**** RECORD EXCERPTS ****

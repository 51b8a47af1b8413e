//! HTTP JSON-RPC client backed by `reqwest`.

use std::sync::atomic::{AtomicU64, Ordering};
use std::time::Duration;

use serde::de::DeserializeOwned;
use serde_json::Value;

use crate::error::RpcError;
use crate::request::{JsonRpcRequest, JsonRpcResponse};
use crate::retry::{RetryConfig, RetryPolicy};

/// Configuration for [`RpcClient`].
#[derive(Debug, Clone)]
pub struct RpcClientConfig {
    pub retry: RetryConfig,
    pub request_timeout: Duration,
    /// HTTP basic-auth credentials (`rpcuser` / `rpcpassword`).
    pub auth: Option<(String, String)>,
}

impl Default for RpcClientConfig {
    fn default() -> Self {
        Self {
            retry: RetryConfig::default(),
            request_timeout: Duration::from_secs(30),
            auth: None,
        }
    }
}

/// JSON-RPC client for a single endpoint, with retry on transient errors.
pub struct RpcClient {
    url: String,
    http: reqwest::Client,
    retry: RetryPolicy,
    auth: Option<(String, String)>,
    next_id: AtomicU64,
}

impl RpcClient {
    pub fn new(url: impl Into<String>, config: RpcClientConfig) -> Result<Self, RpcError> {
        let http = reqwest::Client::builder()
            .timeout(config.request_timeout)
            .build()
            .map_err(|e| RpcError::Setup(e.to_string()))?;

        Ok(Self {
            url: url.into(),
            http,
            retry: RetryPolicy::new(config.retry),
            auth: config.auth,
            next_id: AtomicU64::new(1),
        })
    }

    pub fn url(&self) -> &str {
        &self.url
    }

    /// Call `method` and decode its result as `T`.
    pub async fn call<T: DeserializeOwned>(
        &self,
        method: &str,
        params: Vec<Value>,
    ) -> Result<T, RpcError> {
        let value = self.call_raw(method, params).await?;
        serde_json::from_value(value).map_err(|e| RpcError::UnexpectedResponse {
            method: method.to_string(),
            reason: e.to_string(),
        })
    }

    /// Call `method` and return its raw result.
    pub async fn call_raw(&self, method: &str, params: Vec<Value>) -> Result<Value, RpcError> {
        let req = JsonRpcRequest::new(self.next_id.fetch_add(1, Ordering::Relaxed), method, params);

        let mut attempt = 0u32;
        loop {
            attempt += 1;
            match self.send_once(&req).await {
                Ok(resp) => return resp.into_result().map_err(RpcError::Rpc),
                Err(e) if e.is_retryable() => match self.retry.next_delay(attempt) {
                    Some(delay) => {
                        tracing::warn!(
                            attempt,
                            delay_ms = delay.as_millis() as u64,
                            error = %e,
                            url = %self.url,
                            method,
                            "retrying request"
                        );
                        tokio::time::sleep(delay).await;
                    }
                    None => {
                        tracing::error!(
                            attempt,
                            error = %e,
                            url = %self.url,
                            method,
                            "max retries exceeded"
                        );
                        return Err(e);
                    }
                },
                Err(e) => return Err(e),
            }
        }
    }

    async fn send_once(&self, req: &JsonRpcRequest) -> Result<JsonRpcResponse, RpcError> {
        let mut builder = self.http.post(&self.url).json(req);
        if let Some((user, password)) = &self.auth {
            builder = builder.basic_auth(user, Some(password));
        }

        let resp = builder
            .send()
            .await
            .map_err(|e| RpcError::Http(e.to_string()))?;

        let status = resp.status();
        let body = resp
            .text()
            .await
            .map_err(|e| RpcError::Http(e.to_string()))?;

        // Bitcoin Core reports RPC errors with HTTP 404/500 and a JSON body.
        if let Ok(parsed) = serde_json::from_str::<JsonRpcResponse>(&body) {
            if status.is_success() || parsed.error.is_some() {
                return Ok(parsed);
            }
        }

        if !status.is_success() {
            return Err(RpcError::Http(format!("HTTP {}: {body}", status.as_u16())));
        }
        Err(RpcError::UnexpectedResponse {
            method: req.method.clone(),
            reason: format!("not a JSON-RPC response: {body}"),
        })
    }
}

****

WHAT YOU HAVE TO DO => Copy each line of the material where "status" is found.

EXERCISE ANSWER =>
        let status = resp.status();
            if status.is_success() || parsed.error.is_some() {
        if !status.is_success() {
            return Err(RpcError::Http(format!("HTTP {}: {body}", status.as_u16())));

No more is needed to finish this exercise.